All these tremendous steps have led the subjugated peoples of Europe to lift up their heads again in hope. They have put aside forever the shameful temptation of resigning themselves to the conqueror’s will.  Hope has returned to the hearts of scores of millions of men and women, and with that hope there burns a flame of anger against the brutal, corrupt invader. And still more fiercely burn the fires of hatred and contempt for the filthy Quislings whom he has suborned.

In a dozen famous ancient States, now prostrate under the Nazi yoke, the masses of the people -- all classes and creeds -- await the hour of liberation when they, too, will once again be able to play their part and strike their blows like men. That hour will strike and its solemn peal will proclaim that night is past and that the dawn has come.

The onslaught upon us, so long and so secretly planned by Japan, has presented both our countries with grievous problems for which we could not be fully prepared. If people ask me, as they have a right to ask me in England, "Why is it that you have not got an ample equipment of modern aircraft and army weapons of all kinds in Malaya and in the East Indies?" I can only point to the victory General Auchinleck has gained in the Libyan campaign. Had we diverted and dispersed our gradually growing resources between Libya and Malaya, we should have been found wanting in both theatres.

If the United States has been found at a disadvantage at various points in the Pacific Ocean, we know well that that is to no small extent because of the aid which you have been giving to us in munitions for the defense of the British Isles, and for the Libyan campaign, and above all, because of your help in the Battle of the Atlantic, upon which all depends and which has in consequence been successfully and prosperously maintained.

Of course, it would have been much better, I freely admit, if we had had enough resources of all kinds to be at full strength at all threatened points, but considering how slowly and reluctantly we brought ourselves to large-scale preparations, and how long these preparations take, we had no right to expect to be in such a fortunate position.

The choice of how to dispose of our hitherto limited resources had to be made by Britain in time of war and by the United States in time of peace. And I believe that history will pronounce that upon the whole, and it is upon the whole that these matters must be judged, that the choice made was right.

Now that we are together, now that we are linked in a righteous comradeship of arms, now that our two considerable nations, each in perfect unity, have joined all their life energies in a common resolve, a new scene opens upon which a steady light will glow and brighten.

Many people have been astonished that Japan should, in an single day, have plunged into war against the United States and the British Empire.  We all wonder why, if this dark design, with its laborious and intricate preparations, had been so long filling their secret minds, they did not choose our moment of weakness eighteen months ago.

Viewed quite dispassionately, in spite of the losses we have suffered and the further punishment we shall have to take, it certainly appears an irrational act. It is, of course, only prudent to assume that they have made very careful calculations, and think they see their way through. 

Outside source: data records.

use crate::{
    ast::BinaryOperator,
    error::EvalError,
    interpreter::evaluator::core::EvalResult,
    util::num::{finite_or, is_integer},
};

/// Evaluates a binary operation on two already evaluated operands.
///
/// Results that are not finite, such as `1e308 * 10`, are reported as domain
/// errors of the operator.
///
/// # Parameters
/// - `op`: The operator to apply.
/// - `lhs`: Left operand.
/// - `rhs`: Right operand.
///
/// # Returns
/// The finite result of `lhs op rhs`.
///
/// # Example
/// ```
/// use fplot::{ast::BinaryOperator, interpreter::evaluator::binary::eval_binary_op};
///
/// assert_eq!(eval_binary_op(BinaryOperator::Sub, 7.0, 2.0), Ok(5.0));
/// assert!(eval_binary_op(BinaryOperator::Div, 1.0, 0.0).is_err());
/// ```
pub fn eval_binary_op(op: BinaryOperator, lhs: f64, rhs: f64) -> EvalResult<f64> {
    let error = || EvalError::binary(op.symbol(), lhs, rhs);

    let result = match op {
        BinaryOperator::Add => lhs + rhs,
        BinaryOperator::Sub => lhs - rhs,
        BinaryOperator::Mul => lhs * rhs,
        BinaryOperator::Div => {
            if rhs == 0.0 {
                return Err(error());
            }
            lhs / rhs
        },
        BinaryOperator::Pow => return eval_pow(lhs, rhs),
    };

    finite_or(result, error)
}

/// Evaluates `base ^ exponent` over the reals.
///
/// Zero raised to a negative power and a negative base raised to a
/// non-integer exponent have no real value and are rejected. Everything else
/// is computed with `powf`.
///
/// # Errors
/// Returns [`EvalError::DomainError`] with operation `^` for undefined powers
/// and for results too large to represent.
///
/// # Example
/// ```
/// use fplot::interpreter::evaluator::binary::eval_pow;
///
/// assert_eq!(eval_pow(-2.0, 3.0), Ok(-8.0));
/// assert!(eval_pow(-2.0, 0.5).is_err());
/// assert!(eval_pow(0.0, -1.0).is_err());
/// ```
pub fn eval_pow(base: f64, exponent: f64) -> EvalResult<f64> {
    let error = || EvalError::binary(BinaryOperator::Pow.symbol(), base, exponent);

    if (base == 0.0 && exponent < 0.0) || (base < 0.0 && !is_integer(exponent)) {
        return Err(error());
    }

    finite_or(base.powf(exponent), error)
}
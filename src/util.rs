/// Floating-point classification helpers.
///
/// Small predicates and checks used by the evaluator to decide whether an
/// arithmetic result is real and finite, instead of letting `NaN` or infinity
/// leak into a plot.
pub mod num;
use thiserror::Error;

/// Represents all errors that can occur during lexing or parsing.
///
/// Positions are byte offsets into the normalized source, i.e. after all
/// whitespace has been stripped and the text lowercased.
#[derive(Error, Debug, Clone, PartialEq, Eq)]
pub enum ParseError {
    /// Nothing was left to parse after normalization.
    #[error("Empty expression.")]
    EmptyExpression,
    /// A character could not be lexed, or a token appeared where none was
    /// allowed.
    #[error("Unexpected token at position {0}.")]
    UnexpectedToken(usize),
    /// An opening parenthesis was never closed, or a closing one was never
    /// opened.
    #[error("Unmatched parenthesis.")]
    UnmatchedParenthesis,
    /// The identifier is neither `x`, a constant nor a called function.
    #[error("Unknown identifier '{0}'.")]
    UnknownIdentifier(String),
    /// An operator or function call is missing an operand.
    #[error("Missing operand.")]
    MissingOperand,
}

Nevertheless, there may be another explanation. We know that for many years past the policy of Japan has been dominated by secret societies of subalterns and junior officers of the army and navy who have enforced their will upon successive Japanese cabinets and parliaments by the assassination of any Japanese statesman who opposed or who did not sufficiently further their aggressive policies. It may be that these societies, dazzled and dizzy with their own schemes of aggression and the prospect of early victory, have forced their country against its better judgment into war. They have certainly embarked upon a very considerable undertaking.

After the outrages they have committed upon us at Pearl Harbor, in the Pacific Islands, in the Philippines, in Malaya and the Dutch East Indies they must now know that the stakes for which they have decided to play are mortal. When we look at the resources of the United States and the British Empire, compared to those of Japan, when we remember those of China, which have so long valiantly withstood invasion and tyranny, and when also we observe the Russian menace which hangs over Japan, it becomes still more difficult to reconcile Japanese action with prudence or even with sanity.

What kind of a people do they think we are? Is it possible that they do not realize that we shall never cease to persevere against them until they have been taught a lesson which they and the world will never forget?

Members of the Senate and members of the House of Representatives, I will turn for one moment more from the turmoil and convulsions of the present to the broader spaces of the future.

Here we are together facing a group of mighty foes who seek our ruin.  Here we are together defending all that to free men is dear.

Twice in a single generation the catastrophe of world war has fallen upon us. Twice in our lifetime has the long arm of fate reached out across the oceans to bring the United States into the forefront of the battle. If we had kept together after the last war, if we had taken common measures for our safety, this renewal of the curse need never have fallen upon us.

Do we not owe it. to ourselves, to our children, to tormented mankind, to make sure that these catastrophes do not engulf us for the third time?  It has been proved that pestilences may break out in the Old World which carry their destructive ravages into the New World from which, once they are afoot, the New World cannot escape.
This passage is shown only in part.